Exercise directions:
Determine how many lines in the entries below hold "between". Respond with that number only.

Provided information:
- - - - -
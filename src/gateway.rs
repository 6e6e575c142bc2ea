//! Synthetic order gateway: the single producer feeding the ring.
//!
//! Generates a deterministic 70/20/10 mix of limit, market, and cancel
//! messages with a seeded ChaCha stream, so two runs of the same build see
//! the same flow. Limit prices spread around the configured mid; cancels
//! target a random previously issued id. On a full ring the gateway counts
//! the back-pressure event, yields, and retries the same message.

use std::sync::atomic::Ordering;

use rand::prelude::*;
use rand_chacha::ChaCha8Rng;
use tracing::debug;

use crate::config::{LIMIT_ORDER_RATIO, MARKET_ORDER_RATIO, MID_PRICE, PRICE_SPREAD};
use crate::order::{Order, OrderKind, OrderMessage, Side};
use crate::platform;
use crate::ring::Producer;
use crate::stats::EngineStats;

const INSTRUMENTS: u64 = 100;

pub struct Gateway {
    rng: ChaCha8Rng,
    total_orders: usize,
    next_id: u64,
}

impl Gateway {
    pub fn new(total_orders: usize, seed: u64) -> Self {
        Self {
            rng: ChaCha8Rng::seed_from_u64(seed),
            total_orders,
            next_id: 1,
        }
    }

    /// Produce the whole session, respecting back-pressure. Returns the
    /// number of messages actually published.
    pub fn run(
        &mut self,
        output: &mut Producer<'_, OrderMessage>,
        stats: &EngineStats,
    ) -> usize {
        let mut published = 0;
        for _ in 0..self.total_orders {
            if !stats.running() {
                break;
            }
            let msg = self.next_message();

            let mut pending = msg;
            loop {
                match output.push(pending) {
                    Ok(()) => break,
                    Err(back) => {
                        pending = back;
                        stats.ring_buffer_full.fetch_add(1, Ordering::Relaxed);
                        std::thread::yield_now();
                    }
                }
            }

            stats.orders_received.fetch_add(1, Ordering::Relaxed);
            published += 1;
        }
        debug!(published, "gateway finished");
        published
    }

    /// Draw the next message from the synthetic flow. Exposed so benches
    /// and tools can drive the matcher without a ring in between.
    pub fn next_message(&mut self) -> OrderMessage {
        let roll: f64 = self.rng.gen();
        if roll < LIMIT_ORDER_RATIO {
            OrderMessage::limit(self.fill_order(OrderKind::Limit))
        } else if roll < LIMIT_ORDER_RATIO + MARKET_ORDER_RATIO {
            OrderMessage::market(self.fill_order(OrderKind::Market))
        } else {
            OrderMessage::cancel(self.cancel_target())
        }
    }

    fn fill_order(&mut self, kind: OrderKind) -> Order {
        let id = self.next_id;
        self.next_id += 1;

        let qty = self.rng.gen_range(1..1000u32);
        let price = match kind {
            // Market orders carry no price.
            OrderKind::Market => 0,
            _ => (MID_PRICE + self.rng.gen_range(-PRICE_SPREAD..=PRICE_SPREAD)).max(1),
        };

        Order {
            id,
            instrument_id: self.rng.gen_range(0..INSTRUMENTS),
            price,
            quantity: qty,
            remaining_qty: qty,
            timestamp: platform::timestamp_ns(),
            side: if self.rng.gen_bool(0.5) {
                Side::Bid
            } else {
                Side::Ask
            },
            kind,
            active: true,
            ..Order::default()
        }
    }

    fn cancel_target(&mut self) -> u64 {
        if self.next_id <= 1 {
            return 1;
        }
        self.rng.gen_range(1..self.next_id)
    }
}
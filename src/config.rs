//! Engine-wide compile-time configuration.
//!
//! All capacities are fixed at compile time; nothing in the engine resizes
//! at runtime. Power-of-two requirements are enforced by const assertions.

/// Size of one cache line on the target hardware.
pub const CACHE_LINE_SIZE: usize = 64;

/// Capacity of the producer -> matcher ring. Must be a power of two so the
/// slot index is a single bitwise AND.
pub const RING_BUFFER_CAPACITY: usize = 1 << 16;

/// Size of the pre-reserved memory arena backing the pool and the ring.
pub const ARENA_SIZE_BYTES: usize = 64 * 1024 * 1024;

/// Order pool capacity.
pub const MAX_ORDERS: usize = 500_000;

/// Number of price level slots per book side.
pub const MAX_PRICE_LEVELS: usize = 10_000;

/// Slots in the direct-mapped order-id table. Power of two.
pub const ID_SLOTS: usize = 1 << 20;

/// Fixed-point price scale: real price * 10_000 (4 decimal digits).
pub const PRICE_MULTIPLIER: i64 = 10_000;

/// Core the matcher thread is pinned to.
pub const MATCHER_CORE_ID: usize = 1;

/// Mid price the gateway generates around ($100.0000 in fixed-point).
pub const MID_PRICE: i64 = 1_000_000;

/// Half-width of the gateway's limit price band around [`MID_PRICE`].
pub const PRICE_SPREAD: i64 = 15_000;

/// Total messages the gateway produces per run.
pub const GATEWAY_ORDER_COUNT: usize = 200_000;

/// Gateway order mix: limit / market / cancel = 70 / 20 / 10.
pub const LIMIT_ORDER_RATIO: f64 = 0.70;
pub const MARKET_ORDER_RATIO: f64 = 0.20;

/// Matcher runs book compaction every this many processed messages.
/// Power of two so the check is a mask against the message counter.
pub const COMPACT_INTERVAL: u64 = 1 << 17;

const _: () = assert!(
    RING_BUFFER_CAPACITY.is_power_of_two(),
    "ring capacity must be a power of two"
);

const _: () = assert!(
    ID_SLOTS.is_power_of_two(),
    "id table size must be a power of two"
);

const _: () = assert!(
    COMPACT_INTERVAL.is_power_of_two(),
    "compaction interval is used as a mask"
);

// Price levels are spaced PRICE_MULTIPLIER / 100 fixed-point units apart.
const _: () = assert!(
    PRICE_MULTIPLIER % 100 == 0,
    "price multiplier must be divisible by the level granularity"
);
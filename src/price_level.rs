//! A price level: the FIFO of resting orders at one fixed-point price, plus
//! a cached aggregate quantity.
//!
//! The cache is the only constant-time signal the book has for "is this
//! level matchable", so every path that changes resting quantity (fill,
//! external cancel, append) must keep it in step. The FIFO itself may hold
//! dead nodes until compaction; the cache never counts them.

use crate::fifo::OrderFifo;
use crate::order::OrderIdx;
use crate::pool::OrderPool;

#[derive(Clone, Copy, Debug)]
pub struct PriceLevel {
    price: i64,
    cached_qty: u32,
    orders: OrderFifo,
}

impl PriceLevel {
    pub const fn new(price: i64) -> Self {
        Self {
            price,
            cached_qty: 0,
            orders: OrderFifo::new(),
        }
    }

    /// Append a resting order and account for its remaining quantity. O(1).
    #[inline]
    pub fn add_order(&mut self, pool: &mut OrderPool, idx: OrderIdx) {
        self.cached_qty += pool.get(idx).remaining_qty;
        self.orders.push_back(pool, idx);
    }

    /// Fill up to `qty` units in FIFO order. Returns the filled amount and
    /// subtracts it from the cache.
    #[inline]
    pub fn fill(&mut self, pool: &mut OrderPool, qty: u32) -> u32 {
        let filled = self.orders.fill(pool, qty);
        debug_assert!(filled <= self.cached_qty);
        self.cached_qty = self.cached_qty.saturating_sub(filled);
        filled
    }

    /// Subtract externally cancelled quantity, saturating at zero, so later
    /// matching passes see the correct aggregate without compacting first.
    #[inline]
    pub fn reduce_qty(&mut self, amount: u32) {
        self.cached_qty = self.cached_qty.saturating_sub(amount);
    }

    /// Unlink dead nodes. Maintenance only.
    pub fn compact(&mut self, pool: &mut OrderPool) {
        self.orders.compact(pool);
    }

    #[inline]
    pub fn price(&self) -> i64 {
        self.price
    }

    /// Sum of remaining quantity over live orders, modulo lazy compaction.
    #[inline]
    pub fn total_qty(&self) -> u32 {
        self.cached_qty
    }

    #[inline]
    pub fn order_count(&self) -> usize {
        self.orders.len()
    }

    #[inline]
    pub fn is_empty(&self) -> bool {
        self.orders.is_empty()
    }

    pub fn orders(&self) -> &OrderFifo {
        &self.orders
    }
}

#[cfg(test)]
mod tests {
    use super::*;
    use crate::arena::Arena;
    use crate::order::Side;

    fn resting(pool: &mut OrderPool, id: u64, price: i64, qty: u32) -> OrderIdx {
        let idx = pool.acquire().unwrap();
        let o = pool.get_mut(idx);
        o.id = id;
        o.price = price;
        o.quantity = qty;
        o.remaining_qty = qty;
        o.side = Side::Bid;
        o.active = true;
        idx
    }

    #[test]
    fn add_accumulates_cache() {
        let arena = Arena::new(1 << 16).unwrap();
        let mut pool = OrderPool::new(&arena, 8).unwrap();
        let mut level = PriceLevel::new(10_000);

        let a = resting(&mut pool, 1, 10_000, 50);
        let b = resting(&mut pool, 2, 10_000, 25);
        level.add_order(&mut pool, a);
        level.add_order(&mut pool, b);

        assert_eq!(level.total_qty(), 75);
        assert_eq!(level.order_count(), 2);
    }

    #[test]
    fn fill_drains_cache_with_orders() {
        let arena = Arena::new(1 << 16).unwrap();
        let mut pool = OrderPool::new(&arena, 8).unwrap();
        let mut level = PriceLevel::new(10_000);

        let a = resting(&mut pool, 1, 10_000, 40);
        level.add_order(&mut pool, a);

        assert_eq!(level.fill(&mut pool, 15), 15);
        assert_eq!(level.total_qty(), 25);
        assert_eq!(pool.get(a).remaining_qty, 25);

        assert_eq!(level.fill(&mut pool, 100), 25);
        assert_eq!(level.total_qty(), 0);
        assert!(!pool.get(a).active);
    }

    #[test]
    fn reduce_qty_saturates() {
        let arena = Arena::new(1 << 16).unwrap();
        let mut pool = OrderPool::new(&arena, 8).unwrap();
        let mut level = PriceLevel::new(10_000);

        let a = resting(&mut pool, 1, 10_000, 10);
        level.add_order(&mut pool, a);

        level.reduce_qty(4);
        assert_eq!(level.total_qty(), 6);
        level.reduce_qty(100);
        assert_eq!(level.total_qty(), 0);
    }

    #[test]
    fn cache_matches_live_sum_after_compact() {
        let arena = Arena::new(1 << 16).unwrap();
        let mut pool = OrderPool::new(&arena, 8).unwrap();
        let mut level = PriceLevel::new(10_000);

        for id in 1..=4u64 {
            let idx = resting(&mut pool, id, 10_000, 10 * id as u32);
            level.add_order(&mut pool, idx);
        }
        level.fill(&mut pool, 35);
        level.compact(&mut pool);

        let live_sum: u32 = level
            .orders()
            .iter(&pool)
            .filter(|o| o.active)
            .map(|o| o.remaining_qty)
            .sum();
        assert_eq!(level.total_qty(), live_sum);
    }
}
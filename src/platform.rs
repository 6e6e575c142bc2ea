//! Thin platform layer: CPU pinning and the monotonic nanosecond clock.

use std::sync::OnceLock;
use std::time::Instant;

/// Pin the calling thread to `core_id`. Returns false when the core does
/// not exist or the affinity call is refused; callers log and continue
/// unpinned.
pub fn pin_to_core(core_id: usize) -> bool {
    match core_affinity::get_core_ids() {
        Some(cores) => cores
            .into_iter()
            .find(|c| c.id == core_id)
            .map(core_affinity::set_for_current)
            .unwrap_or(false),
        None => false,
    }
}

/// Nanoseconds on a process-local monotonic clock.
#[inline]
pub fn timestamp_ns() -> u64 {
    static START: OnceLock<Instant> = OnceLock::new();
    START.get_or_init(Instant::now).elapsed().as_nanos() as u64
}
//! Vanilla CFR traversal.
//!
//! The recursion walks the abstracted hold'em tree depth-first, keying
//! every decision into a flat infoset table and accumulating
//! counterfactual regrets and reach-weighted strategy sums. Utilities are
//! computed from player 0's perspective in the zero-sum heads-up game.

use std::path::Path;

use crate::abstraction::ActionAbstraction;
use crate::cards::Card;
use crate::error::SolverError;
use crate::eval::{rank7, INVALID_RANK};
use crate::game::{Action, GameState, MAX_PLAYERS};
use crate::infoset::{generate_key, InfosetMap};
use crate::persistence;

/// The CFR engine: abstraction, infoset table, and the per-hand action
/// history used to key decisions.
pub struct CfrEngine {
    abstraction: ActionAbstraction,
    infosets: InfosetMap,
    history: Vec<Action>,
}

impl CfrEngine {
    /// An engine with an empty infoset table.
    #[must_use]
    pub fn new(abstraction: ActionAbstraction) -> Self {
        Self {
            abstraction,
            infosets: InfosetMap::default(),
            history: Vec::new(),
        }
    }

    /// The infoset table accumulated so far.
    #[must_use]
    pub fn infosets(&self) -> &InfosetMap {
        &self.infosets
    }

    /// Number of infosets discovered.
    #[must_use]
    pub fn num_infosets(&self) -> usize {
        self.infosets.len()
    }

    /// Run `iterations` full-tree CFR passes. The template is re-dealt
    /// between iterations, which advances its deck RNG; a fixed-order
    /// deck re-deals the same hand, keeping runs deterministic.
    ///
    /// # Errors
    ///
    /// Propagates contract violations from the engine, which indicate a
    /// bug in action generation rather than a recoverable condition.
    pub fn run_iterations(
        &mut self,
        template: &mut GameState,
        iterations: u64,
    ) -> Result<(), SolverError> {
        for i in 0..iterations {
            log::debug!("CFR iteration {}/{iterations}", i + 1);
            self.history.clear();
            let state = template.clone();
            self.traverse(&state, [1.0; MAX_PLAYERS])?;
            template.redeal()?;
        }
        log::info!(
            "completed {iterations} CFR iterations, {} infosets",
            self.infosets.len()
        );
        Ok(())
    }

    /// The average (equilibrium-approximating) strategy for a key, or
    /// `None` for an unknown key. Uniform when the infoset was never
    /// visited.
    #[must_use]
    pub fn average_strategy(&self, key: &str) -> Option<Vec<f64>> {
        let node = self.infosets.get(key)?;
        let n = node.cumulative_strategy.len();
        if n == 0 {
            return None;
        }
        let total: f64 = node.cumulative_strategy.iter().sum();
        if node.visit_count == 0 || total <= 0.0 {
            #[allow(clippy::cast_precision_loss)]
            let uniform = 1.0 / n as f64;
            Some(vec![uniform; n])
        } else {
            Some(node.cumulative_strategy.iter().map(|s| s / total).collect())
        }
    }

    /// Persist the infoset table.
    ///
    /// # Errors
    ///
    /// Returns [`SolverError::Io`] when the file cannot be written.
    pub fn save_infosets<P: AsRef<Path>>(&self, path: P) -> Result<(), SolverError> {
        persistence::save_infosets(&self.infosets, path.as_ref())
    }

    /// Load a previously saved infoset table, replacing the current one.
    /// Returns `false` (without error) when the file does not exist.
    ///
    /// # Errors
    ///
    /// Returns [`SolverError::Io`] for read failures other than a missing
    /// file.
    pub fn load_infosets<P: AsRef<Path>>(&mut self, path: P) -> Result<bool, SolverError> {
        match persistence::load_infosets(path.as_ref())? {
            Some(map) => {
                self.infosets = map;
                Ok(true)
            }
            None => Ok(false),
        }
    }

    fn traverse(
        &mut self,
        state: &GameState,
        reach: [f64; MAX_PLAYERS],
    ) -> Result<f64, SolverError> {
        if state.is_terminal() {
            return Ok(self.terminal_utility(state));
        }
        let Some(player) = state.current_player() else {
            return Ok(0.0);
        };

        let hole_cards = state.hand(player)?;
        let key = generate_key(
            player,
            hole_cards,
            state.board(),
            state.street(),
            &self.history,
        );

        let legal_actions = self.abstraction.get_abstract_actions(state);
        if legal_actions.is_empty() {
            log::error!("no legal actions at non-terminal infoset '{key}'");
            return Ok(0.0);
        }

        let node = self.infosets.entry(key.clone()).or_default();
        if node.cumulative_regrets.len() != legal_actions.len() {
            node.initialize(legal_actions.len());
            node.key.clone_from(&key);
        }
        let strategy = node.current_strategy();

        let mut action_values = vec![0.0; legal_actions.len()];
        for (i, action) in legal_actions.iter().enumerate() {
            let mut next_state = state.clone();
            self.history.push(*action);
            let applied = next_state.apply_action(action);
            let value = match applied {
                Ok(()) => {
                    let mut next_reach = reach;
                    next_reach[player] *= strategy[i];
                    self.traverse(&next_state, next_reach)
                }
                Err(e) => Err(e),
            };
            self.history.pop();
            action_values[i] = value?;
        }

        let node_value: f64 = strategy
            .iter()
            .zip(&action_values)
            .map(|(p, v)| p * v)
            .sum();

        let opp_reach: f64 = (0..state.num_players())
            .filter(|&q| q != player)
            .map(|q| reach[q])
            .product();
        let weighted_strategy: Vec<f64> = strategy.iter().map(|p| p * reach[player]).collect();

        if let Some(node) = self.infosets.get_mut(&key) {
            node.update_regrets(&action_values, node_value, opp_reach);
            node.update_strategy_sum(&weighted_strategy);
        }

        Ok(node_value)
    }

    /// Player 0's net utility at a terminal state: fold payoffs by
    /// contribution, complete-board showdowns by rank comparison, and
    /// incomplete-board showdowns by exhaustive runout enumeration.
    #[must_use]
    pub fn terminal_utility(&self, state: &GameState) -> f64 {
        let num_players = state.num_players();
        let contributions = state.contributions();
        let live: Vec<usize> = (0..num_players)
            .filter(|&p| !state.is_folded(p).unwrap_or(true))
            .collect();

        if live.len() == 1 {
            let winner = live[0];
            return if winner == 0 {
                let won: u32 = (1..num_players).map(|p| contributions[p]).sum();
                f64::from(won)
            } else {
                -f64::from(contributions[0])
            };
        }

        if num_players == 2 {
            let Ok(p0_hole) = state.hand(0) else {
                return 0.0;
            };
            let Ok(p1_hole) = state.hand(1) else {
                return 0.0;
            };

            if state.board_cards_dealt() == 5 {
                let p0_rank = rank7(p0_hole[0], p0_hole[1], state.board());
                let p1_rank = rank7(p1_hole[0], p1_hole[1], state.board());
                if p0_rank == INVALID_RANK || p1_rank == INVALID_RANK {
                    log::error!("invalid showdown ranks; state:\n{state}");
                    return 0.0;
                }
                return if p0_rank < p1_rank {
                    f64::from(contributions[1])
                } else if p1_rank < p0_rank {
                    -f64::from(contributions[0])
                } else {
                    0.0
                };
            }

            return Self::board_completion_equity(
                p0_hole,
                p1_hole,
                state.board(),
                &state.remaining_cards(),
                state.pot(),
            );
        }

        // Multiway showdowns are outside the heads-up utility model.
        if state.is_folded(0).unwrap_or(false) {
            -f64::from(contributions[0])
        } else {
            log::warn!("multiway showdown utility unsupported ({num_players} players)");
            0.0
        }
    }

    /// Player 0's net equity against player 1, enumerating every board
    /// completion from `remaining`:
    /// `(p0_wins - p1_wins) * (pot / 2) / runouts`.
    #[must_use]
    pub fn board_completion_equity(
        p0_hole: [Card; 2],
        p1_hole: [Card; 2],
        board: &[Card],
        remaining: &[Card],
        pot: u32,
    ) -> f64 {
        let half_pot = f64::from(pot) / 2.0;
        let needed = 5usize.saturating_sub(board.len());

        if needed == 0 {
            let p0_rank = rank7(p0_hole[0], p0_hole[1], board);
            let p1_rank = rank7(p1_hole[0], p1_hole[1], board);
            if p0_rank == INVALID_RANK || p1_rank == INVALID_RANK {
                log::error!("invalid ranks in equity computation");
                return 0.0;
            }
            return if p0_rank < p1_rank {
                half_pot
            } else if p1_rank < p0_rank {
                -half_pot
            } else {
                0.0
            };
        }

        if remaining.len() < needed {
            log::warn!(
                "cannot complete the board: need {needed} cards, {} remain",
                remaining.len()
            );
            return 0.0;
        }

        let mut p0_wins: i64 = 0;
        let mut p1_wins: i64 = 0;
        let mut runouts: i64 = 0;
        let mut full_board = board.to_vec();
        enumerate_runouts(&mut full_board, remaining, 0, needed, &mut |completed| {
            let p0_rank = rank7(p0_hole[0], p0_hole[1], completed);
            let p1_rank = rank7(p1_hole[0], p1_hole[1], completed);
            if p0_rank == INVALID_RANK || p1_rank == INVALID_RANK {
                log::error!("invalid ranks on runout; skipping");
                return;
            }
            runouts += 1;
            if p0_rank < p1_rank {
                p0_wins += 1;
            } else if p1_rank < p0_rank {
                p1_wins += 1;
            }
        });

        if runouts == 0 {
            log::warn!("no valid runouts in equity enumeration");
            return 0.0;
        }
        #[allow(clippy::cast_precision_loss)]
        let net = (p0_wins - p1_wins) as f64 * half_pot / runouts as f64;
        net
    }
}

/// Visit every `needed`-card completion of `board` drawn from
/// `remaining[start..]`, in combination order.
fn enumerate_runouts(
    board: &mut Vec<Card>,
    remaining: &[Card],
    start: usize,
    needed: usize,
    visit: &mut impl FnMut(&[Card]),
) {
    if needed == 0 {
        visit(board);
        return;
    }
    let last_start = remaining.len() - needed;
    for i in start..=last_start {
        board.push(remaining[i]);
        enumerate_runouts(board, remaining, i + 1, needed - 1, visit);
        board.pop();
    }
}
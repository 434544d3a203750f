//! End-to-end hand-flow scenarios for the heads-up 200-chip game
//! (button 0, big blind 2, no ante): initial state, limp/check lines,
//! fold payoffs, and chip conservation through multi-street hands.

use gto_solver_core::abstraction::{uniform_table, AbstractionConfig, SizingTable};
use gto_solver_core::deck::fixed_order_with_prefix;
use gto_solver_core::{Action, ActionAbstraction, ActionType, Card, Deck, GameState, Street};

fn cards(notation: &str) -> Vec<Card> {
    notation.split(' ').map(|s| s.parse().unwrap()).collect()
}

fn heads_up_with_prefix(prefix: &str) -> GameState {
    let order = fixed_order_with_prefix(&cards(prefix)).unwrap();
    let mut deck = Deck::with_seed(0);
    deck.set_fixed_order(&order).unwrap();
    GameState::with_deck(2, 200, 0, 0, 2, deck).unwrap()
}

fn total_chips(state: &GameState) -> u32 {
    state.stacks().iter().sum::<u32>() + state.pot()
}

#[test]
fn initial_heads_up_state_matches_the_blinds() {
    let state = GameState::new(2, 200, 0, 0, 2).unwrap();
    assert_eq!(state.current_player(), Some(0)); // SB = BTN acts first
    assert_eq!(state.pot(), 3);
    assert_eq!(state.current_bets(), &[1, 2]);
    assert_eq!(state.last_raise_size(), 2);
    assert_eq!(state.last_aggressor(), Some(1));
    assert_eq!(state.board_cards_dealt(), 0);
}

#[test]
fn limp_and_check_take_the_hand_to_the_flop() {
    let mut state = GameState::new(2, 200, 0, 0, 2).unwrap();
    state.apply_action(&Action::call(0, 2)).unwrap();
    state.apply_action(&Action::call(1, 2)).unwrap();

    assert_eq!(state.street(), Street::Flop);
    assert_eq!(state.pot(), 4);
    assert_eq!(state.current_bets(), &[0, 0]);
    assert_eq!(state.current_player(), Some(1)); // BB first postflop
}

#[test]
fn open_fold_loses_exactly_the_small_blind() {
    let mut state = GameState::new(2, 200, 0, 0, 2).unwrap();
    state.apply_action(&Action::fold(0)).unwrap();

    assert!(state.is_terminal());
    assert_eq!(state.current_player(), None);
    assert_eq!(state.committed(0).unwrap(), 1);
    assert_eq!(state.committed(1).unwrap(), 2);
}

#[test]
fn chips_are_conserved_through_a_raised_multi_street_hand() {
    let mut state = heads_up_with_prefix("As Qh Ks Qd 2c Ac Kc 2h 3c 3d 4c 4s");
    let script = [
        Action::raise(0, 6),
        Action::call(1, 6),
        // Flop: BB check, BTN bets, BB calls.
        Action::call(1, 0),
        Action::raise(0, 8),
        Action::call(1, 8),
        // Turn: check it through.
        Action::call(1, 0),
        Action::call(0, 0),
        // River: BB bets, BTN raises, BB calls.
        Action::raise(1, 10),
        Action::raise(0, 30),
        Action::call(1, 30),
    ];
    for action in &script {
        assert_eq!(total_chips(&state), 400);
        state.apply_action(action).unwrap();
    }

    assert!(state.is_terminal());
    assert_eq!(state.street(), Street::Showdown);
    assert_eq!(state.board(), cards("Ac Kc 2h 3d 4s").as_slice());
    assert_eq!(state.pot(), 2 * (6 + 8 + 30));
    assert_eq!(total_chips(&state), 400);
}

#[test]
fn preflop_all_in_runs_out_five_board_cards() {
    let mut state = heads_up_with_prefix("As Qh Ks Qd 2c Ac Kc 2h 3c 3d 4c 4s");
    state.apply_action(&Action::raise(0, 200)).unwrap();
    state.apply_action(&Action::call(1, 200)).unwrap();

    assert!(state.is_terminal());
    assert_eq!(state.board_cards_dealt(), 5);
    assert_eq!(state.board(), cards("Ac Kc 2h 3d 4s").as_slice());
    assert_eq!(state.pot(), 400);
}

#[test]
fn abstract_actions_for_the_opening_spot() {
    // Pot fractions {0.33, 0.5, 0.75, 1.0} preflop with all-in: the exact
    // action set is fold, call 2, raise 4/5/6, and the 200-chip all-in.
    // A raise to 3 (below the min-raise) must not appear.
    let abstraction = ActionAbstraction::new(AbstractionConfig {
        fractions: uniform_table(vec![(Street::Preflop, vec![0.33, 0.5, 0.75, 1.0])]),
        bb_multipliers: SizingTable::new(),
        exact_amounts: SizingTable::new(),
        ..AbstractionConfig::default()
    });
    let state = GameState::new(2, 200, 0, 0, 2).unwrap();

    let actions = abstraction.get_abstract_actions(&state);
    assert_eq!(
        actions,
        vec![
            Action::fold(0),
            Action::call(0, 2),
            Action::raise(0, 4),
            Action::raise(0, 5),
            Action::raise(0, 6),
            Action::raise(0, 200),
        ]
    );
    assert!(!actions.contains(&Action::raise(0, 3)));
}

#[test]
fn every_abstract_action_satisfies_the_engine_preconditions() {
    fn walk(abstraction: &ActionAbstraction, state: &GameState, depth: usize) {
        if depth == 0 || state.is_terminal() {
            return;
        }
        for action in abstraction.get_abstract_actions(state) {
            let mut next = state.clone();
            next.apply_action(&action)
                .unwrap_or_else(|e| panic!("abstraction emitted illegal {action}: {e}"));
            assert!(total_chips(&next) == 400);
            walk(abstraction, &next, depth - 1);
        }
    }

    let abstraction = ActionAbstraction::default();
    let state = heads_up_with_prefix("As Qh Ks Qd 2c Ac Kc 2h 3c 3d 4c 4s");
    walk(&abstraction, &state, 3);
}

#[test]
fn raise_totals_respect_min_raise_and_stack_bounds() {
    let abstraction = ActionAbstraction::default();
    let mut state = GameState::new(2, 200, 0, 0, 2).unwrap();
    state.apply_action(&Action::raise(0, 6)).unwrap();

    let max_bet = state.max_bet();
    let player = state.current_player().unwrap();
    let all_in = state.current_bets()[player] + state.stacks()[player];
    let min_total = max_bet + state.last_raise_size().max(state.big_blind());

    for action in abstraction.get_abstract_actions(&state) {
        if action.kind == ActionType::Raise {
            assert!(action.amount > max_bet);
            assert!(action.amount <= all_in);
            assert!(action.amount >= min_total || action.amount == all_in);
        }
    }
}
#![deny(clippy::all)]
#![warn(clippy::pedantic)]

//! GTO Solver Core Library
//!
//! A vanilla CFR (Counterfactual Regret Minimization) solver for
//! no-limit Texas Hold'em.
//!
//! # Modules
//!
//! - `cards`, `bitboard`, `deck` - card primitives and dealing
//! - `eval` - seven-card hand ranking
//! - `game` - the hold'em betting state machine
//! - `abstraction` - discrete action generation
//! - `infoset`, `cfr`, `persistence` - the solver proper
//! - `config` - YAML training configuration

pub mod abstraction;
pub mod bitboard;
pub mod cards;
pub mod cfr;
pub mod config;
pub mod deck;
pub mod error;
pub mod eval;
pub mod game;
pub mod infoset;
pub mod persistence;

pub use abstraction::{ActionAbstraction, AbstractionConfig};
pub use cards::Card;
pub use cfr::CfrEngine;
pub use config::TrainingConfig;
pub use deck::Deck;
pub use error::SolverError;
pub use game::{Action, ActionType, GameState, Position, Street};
- - - - -
Result below:
2